Information regarding the crisis as it applies to prison operations is slow to reach the rank and file employees. “It’s been three weeks, and we still haven’t had a worksite meeting,” Connie reports. “We’re getting more usable information from colleagues than from management.”

Even the prison’s effort to impose safety protocols has a downside. Employees are screened at the entrance by answering a series of questions and checking for a fever. Add to that the expectation of social distancing, and employees are regularly late reporting to their stations, and being docked by management for it.

Connie’s job is as an LVN is as a “pill line nurse,” where she normally dispenses medications through a window from a secured area. Now, with the prison inmates on modified lock-down (for only meals and medication), she’s going in the housing units from cell to cell doing a so-called “podium pass” to medicate her patients. She stands behind a podium and hands the medication directly to inmates, increasing her exposure.
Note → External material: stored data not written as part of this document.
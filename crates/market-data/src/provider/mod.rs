//! Market data provider abstractions and implementations.
//!
//! This module contains:
//! - The `MarketDataProvider` trait that all providers implement
//! - Provider capabilities and rate limiting configuration
//! - Concrete provider implementations (Alpha Vantage, Finnhub, Polygon)
//!
//! # Architecture
//!
//! Providers only translate vendor responses into normalized records. Ordering,
//! pacing and validation live in the registry; caching and synthetic fallback
//! live in the service.

mod capabilities;
mod traits;

pub mod alpha_vantage;
pub mod finnhub;
pub mod polygon;

// Re-exports
pub use capabilities::{ProviderCapabilities, RateLimit};
pub use traits::MarketDataProvider;
//! Livetrader Chat
//!
//! Client for the market Q&A assistant. The dashboard forwards the user's
//! question to the backend and shows either the answer or a readable error.
//!
//! ```text
//! dashboard --send(query, user_id)--> ChatClient --POST JSON--> backend
//!                                         |
//!                      ChatReply <--------+--------> ChatError
//! ```

pub mod client;
pub mod errors;
pub mod models;

pub use client::{ChatBackend, ChatClient, ANONYMOUS_USER};
pub use errors::ChatError;
pub use models::{ChatReply, ChatRequest};
//! Finnhub market data provider implementation.
//!
//! This module provides real-time quotes from the Finnhub `/quote` endpoint.
//! It is the second choice for quotes and serves no other data kind.
//!
//! Finnhub free tier is limited to 60 API calls per minute.
//! API documentation: https://finnhub.io/docs/api

use std::time::Duration;

use async_trait::async_trait;
use chrono::{TimeZone, Utc};
use log::debug;
use reqwest::Client;
use rust_decimal::Decimal;
use serde::Deserialize;

use crate::config::ProviderConfig;
use crate::errors::MarketDataError;
use crate::models::{change_percent, DataKind, Quote};
use crate::provider::{MarketDataProvider, ProviderCapabilities, RateLimit};

pub const BASE_URL: &str = "https://finnhub.io/api/v1";
pub const MIN_INTERVAL: Duration = Duration::from_secs(1);
const PROVIDER_ID: &str = "FINNHUB";

// ============================================================================
// API Response Structures
// ============================================================================

/// Response from /quote endpoint
#[derive(Debug, Deserialize)]
struct QuoteResponse {
    /// Current price
    c: Option<f64>,
    /// Change
    d: Option<f64>,
    /// Percent change
    dp: Option<f64>,
    /// High price of the day
    h: Option<f64>,
    /// Low price of the day
    l: Option<f64>,
    /// Open price of the day
    o: Option<f64>,
    /// Previous close
    pc: Option<f64>,
    /// Timestamp (Unix seconds)
    t: Option<i64>,
}

/// Error response from Finnhub
#[derive(Debug, Deserialize)]
struct ErrorResponse {
    error: Option<String>,
}

// ============================================================================
// FinnhubProvider
// ============================================================================

/// Finnhub market data provider.
pub struct FinnhubProvider {
    client: Client,
    config: ProviderConfig,
}

impl FinnhubProvider {
    pub fn new(config: ProviderConfig) -> Self {
        let client = Client::builder()
            .timeout(config.timeout)
            .build()
            .unwrap_or_else(|_| Client::new());

        Self { client, config }
    }

    /// Make a GET request to the Finnhub API.
    async fn fetch(&self, endpoint: &str, params: &[(&str, &str)]) -> Result<String, MarketDataError> {
        let mut all_params: Vec<(&str, &str)> = params.to_vec();
        all_params.push(("token", self.config.api_key.as_str()));

        let url = reqwest::Url::parse_with_params(
            &format!("{}{}", self.config.base_url, endpoint),
            &all_params,
        )
        .map_err(|e| MarketDataError::ProviderError {
            provider: PROVIDER_ID.to_string(),
            message: format!("Failed to build URL: {}", e),
        })?;

        debug!(
            "Finnhub request: {}",
            url.as_str().replace(&self.config.api_key, "***")
        );

        let response = self.client.get(url).send().await.map_err(|e| {
            if e.is_timeout() {
                MarketDataError::Timeout {
                    provider: PROVIDER_ID.to_string(),
                }
            } else {
                MarketDataError::ProviderError {
                    provider: PROVIDER_ID.to_string(),
                    message: format!("Request failed: {}", e),
                }
            }
        })?;

        let status = response.status();

        if status == reqwest::StatusCode::TOO_MANY_REQUESTS {
            return Err(MarketDataError::RateLimited {
                provider: PROVIDER_ID.to_string(),
            });
        }

        if status == reqwest::StatusCode::UNAUTHORIZED || status == reqwest::StatusCode::FORBIDDEN {
            return Err(MarketDataError::ProviderError {
                provider: PROVIDER_ID.to_string(),
                message: "Invalid or missing API key".to_string(),
            });
        }

        if !status.is_success() {
            let body = response.text().await.unwrap_or_default();

            if let Ok(error_resp) = serde_json::from_str::<ErrorResponse>(&body) {
                if let Some(error_msg) = error_resp.error {
                    return Err(MarketDataError::ProviderError {
                        provider: PROVIDER_ID.to_string(),
                        message: error_msg,
                    });
                }
            }

            return Err(MarketDataError::ProviderError {
                provider: PROVIDER_ID.to_string(),
                message: format!("HTTP {}", status),
            });
        }

        response
            .text()
            .await
            .map_err(|e| MarketDataError::ProviderError {
                provider: PROVIDER_ID.to_string(),
                message: format!("Failed to read response: {}", e),
            })
    }

    fn to_decimal(value: Option<f64>) -> Option<Decimal> {
        value.and_then(|v| Decimal::try_from(v).ok())
    }

    /// Map a /quote body to a Quote.
    fn parse_quote(text: &str, symbol: &str) -> Result<Quote, MarketDataError> {
        // Finnhub answers 200 with {"error": "..."} for some bad requests
        if let Ok(ErrorResponse { error: Some(msg) }) = serde_json::from_str::<ErrorResponse>(text)
        {
            return Err(MarketDataError::ProviderError {
                provider: PROVIDER_ID.to_string(),
                message: msg,
            });
        }

        let response: QuoteResponse = serde_json::from_str(text)
            .map_err(|e| MarketDataError::parse(PROVIDER_ID, "quote", e))?;

        let current = response.c.ok_or_else(|| {
            MarketDataError::SymbolNotFound(format!("No quote data for symbol: {}", symbol))
        })?;

        // Unknown symbols come back as all zeros instead of an error
        if current == 0.0 && response.pc.unwrap_or(0.0) == 0.0 {
            return Err(MarketDataError::SymbolNotFound(format!(
                "Symbol not found or no trading data: {}",
                symbol
            )));
        }

        let price = Self::to_decimal(Some(current)).ok_or_else(|| {
            MarketDataError::ValidationFailed {
                message: format!("Invalid price: {}", current),
            }
        })?;
        let previous_close = Self::to_decimal(response.pc).unwrap_or(price);
        let change = Self::to_decimal(response.d).unwrap_or(price - previous_close);
        let percent =
            Self::to_decimal(response.dp).unwrap_or_else(|| change_percent(change, previous_close));

        let timestamp = response
            .t
            .filter(|ts| *ts > 0)
            .and_then(|ts| Utc.timestamp_opt(ts, 0).single())
            .unwrap_or_else(Utc::now);

        Ok(Quote {
            symbol: symbol.to_string(),
            price,
            change,
            change_percent: percent,
            volume: None, // /quote doesn't report volume
            high: Self::to_decimal(response.h).unwrap_or(price),
            low: Self::to_decimal(response.l).unwrap_or(price),
            open: Self::to_decimal(response.o).unwrap_or(price),
            previous_close,
            timestamp,
            source: PROVIDER_ID.to_string(),
        })
    }
}

// ============================================================================
// MarketDataProvider Implementation
// ============================================================================

#[async_trait]
impl MarketDataProvider for FinnhubProvider {
    fn id(&self) -> &'static str {
        PROVIDER_ID
    }

    fn priority(&self) -> u8 {
        2
    }

    fn capabilities(&self) -> ProviderCapabilities {
        ProviderCapabilities {
            data_kinds: &[DataKind::Quote],
        }
    }

    fn rate_limit(&self) -> RateLimit {
        RateLimit {
            min_interval: self.config.min_interval,
        }
    }

    fn has_credentials(&self) -> bool {
        self.config.has_credentials()
    }

    async fn get_quote(&self, symbol: &str) -> Result<Quote, MarketDataError> {
        if !self.has_credentials() {
            return Err(MarketDataError::MissingCredentials {
                provider: PROVIDER_ID.to_string(),
            });
        }

        debug!("Fetching quote for {} from Finnhub", symbol);
        let text = self.fetch("/quote", &[("symbol", symbol)]).await?;
        Self::parse_quote(&text, symbol)
    }
}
However, the safety protocol doesn’t seem to make sense, because after the meals and medication are given, the inmates are released into the yard for outside recreation and do not observe social distancing.

Overtime demands are also up as staff who were exposed while on duty are isolating at home or quarantined. Taken altogether, it makes the current situation the most challenging Connie and her colleagues have faced in her nearly 14 years of state service.

Throughout it all, she’s continuing to provide an essential service at a critical time. “We are on the job and helping people,” she says. And for that, we celebrate Connie and all the nurses who contribute so much to the health of our communities.